October 12 - 17, 1999

Galileo Turns Its Attention to Returning Data

Now that Galileo has sucessfully completed its historic, closest-ever encounter with Io this past weekend, Galileo now turns its attention to returning to Earth the plethora of data gathered during the flyby and stored on its onboard tape recorder. During playback, data are read into the spacecraft's computers for processing, packaging and transmission to Earth. Observations performed by the Near-Infrared Mapping Spectrometer and the Fields and Particles instruments are on this week's playback schedule. Small amounts of ride-along data recorded by the Photopolarimeter Radiometer during these observations are also included on this week's data. Data playback is interrupted twice this week. On Wednesday, the spacecraft performs a standard gyroscope performance test. On Friday, the spacecraft will execute a flight path adjustment, if needed.

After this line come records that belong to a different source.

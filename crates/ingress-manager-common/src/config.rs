//! 配置管理模块
//!
//! 该模块负责加载和校验控制器配置。配置按以下顺序叠加：
//! 内置默认值、可选的 YAML/JSON 配置文件、`INGRESS_MANAGER` 前缀的环境变量。
//! 例如 `INGRESS_MANAGER__WORKERS__COUNT=8` 会覆盖 `workers.count`。

use config::{Config, Environment, File, FileFormat};
use serde::{Deserialize, Serialize};
use std::path::{Path, PathBuf};
use std::time::Duration;

use crate::error::{Error, Result};

/// 环境变量前缀
pub const ENV_PREFIX: &str = "INGRESS_MANAGER";

/// 控制器配置
#[derive(Debug, Clone, PartialEq, Eq, Serialize, Deserialize)]
#[serde(default)]
pub struct ControllerConfig {
    /// 触发创建 Ingress 的 Service 注解 key
    pub annotation_key: String,
    /// 生成的 Ingress 模板
    pub ingress: IngressConfig,
    /// 工作队列与 worker 配置
    pub workers: WorkerConfig,
    /// 日志级别
    pub log_level: String,
}

/// Ingress 模板配置
#[derive(Debug, Clone, PartialEq, Eq, Serialize, Deserialize)]
#[serde(default)]
pub struct IngressConfig {
    /// 路由规则的 host
    pub host: String,
    /// IngressClass 名称，为空时不设置
    pub class_name: Option<String>,
    /// 后端 Service 端口
    pub backend_port: i32,
}

/// 工作队列与 worker 配置
#[derive(Debug, Clone, PartialEq, Eq, Serialize, Deserialize)]
#[serde(default)]
pub struct WorkerConfig {
    /// 并发 worker 数量
    pub count: usize,
    /// 最大重试次数
    pub max_retries: u32,
    /// 重试退避的初始延迟（毫秒）
    pub base_delay_ms: u64,
    /// 重试退避的最大延迟（秒）
    pub max_delay_secs: u64,
    /// worker 异常退出后重新启动的间隔（秒）
    pub restart_interval_secs: u64,
    /// 工作队列名称，仅用于日志
    pub queue_name: String,
}

impl Default for ControllerConfig {
    fn default() -> Self {
        Self {
            annotation_key: "ingress/http".to_string(),
            ingress: IngressConfig::default(),
            workers: WorkerConfig::default(),
            log_level: "info".to_string(),
        }
    }
}

impl Default for IngressConfig {
    fn default() -> Self {
        Self {
            host: "baerwang.com".to_string(),
            class_name: Some("nginx".to_string()),
            backend_port: 80,
        }
    }
}

impl Default for WorkerConfig {
    fn default() -> Self {
        Self {
            count: 5,
            max_retries: 10,
            base_delay_ms: 5,
            max_delay_secs: 1000,
            restart_interval_secs: 60,
            queue_name: "ingressManager".to_string(),
        }
    }
}

impl WorkerConfig {
    /// 重试退避的初始延迟
    pub fn base_delay(&self) -> Duration {
        Duration::from_millis(self.base_delay_ms)
    }

    /// 重试退避的最大延迟
    pub fn max_delay(&self) -> Duration {
        Duration::from_secs(self.max_delay_secs)
    }

    /// worker 重启间隔
    pub fn restart_interval(&self) -> Duration {
        Duration::from_secs(self.restart_interval_secs)
    }
}

impl ControllerConfig {
    /// 校验配置
    pub fn validate(&self) -> Result<()> {
        if self.annotation_key.is_empty() {
            return Err(Error::Config("annotation_key 不能为空".to_string()));
        }
        if self.ingress.host.is_empty() {
            return Err(Error::Config("ingress.host 不能为空".to_string()));
        }
        if !(1..=65535).contains(&self.ingress.backend_port) {
            return Err(Error::Config(format!(
                "ingress.backend_port 超出范围: {}",
                self.ingress.backend_port
            )));
        }
        if self.workers.count == 0 {
            return Err(Error::Config("workers.count 必须大于 0".to_string()));
        }
        if self.workers.base_delay() > self.workers.max_delay() {
            return Err(Error::Config(
                "workers.base_delay_ms 不能大于 workers.max_delay_secs".to_string(),
            ));
        }
        Ok(())
    }

    /// 以 YAML 格式输出配置
    pub fn to_yaml(&self) -> Result<String> {
        Ok(serde_yaml::to_string(self)?)
    }
}

/// 配置管理器
pub struct ConfigManager {
    /// 配置文件路径
    config_path: Option<PathBuf>,
    /// 当前配置
    config: ControllerConfig,
}

impl ConfigManager {
    /// 加载配置，`config_path` 为空时只使用默认值和环境变量
    pub fn new(config_path: Option<&Path>) -> Result<Self> {
        let config = Self::load_config(config_path)?;
        config.validate()?;

        Ok(Self {
            config_path: config_path.map(Path::to_path_buf),
            config,
        })
    }

    fn load_config(config_path: Option<&Path>) -> Result<ControllerConfig> {
        let mut builder = Config::builder();

        if let Some(path) = config_path {
            // 确定配置文件格式
            let format = match path.extension().and_then(|ext| ext.to_str()) {
                Some("yaml") | Some("yml") => FileFormat::Yaml,
                Some("json") => FileFormat::Json,
                _ => {
                    return Err(Error::Config(format!(
                        "不支持的配置文件格式，仅支持 YAML 或 JSON: {}",
                        path.display()
                    )))
                }
            };
            builder = builder.add_source(File::from(path).format(format));
        }

        let config = builder
            .add_source(
                Environment::with_prefix(ENV_PREFIX)
                    .prefix_separator("__")
                    .separator("__")
                    .try_parsing(true),
            )
            .build()
            .map_err(|e| Error::Config(format!("构建配置失败: {e}")))?;

        config
            .try_deserialize::<ControllerConfig>()
            .map_err(|e| Error::Config(format!("配置格式错误: {e}")))
    }

    /// 配置文件路径
    pub fn config_path(&self) -> Option<&Path> {
        self.config_path.as_deref()
    }

    /// 获取完整配置
    pub fn get_config(&self) -> &ControllerConfig {
        &self.config
    }

    /// 取出配置
    pub fn into_config(self) -> ControllerConfig {
        self.config
    }
}

#[cfg(test)]
mod tests {
    use super::*;
    use rstest::rstest;
    use std::io::Write;

    #[test]
    fn test_default_config() {
        let config = ControllerConfig::default();
        assert_eq!(config.annotation_key, "ingress/http");
        assert_eq!(config.ingress.backend_port, 80);
        assert_eq!(config.workers.count, 5);
        assert_eq!(config.workers.max_retries, 10);
        assert_eq!(config.workers.base_delay(), Duration::from_millis(5));
        assert_eq!(config.workers.max_delay(), Duration::from_secs(1000));
        assert_eq!(config.workers.restart_interval(), Duration::from_secs(60));
        assert!(config.validate().is_ok());
    }

    #[rstest]
    #[case::empty_annotation(|c: &mut ControllerConfig| c.annotation_key.clear())]
    #[case::empty_host(|c: &mut ControllerConfig| c.ingress.host.clear())]
    #[case::zero_port(|c: &mut ControllerConfig| c.ingress.backend_port = 0)]
    #[case::port_too_large(|c: &mut ControllerConfig| c.ingress.backend_port = 70000)]
    #[case::zero_workers(|c: &mut ControllerConfig| c.workers.count = 0)]
    #[case::base_above_max(|c: &mut ControllerConfig| {
        c.workers.base_delay_ms = 5000;
        c.workers.max_delay_secs = 1;
    })]
    fn test_validate_rejects(#[case] mutate: fn(&mut ControllerConfig)) {
        let mut config = ControllerConfig::default();
        mutate(&mut config);
        assert!(matches!(config.validate(), Err(Error::Config(_))));
    }

    #[test]
    fn test_load_yaml_file_with_partial_overrides() {
        let mut file = tempfile::Builder::new().suffix(".yaml").tempfile().unwrap();
        writeln!(
            file,
            "annotation_key: example.com/expose\ningress:\n  host: apps.example.com\nworkers:\n  count: 2"
        )
        .unwrap();

        let manager = ConfigManager::new(Some(file.path())).unwrap();
        let config = manager.get_config();
        assert_eq!(config.annotation_key, "example.com/expose");
        assert_eq!(config.ingress.host, "apps.example.com");
        assert_eq!(config.ingress.backend_port, 80);
        assert_eq!(config.workers.count, 2);
        assert_eq!(config.workers.max_retries, 10);
        assert_eq!(manager.config_path(), Some(file.path()));
    }

    #[test]
    fn test_load_rejects_unknown_extension() {
        let file = tempfile::Builder::new().suffix(".ini").tempfile().unwrap();
        assert!(matches!(
            ConfigManager::new(Some(file.path())),
            Err(Error::Config(_))
        ));
    }

    #[test]
    fn test_yaml_output_round_trips_defaults() {
        let yaml = ControllerConfig::default().to_yaml().unwrap();
        assert!(yaml.contains("annotation_key: ingress/http"));
        let parsed: ControllerConfig = serde_yaml::from_str(&yaml).unwrap();
        assert_eq!(parsed, ControllerConfig::default());
    }
}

It appears that before the Io flyby, the intense radiation in the area caused an error in the memory on Galileo's onboard computer. This caused the spacecraft to enter safe mode, but engineers scrambled to get it functioning fully in time for the flyby. When observations performed by the Solid-State Imaging camera (SSI) during the flyby are transmitted to Earth, those data may access the same area of memory that caused the encounter anomaly. Flight controllers here on Earth are in the process of examining the onboard computer's memory to devise a strategy for returning SSI data without causing the spacecraft to enter safe mode. As soon as they do that, the Io closeups will be returned to Earth.

The first set of data is returned by the Fields and Particles instruments and comes from a 65-minute high resolution recording of the environment (plasma, dust, and electric and magnetic fields) surrounding Io, including electromagnetic waves and radio signals. These data will assist scientists with studies of the Io ionosphere and its interaction with the Jovian magnetosphere. In particular, they will contribute to a better understanding of particle dynamics near Io, and thermal and non-thermal plasma interaction in the region.

The Near-Infrared Mapping Spectrometer follows on the schedule with the return of various observations of Io's surface. The first three captured the Loki, Pele, and Pillan volcanic regions while they were on Io's night side. Taken in darkness, the observations were designed to search for thermal emissions from the volcanic calderas.

The remaining seven observations captured regions on Io's day side. The day-side nature of the observations allows the Near-Infrared Mapping Spectrometer to gather data describing the composition of the surface. Two observations are returned of each of the Colchis, Prometheus, and Zamama regions. The remaining observation captures the Tohil region. The Prometheus and Zamama regions contain volcanic vents, while the Tohil and Colchis features are mountains, whose geological structure, origin and history are presently unknown.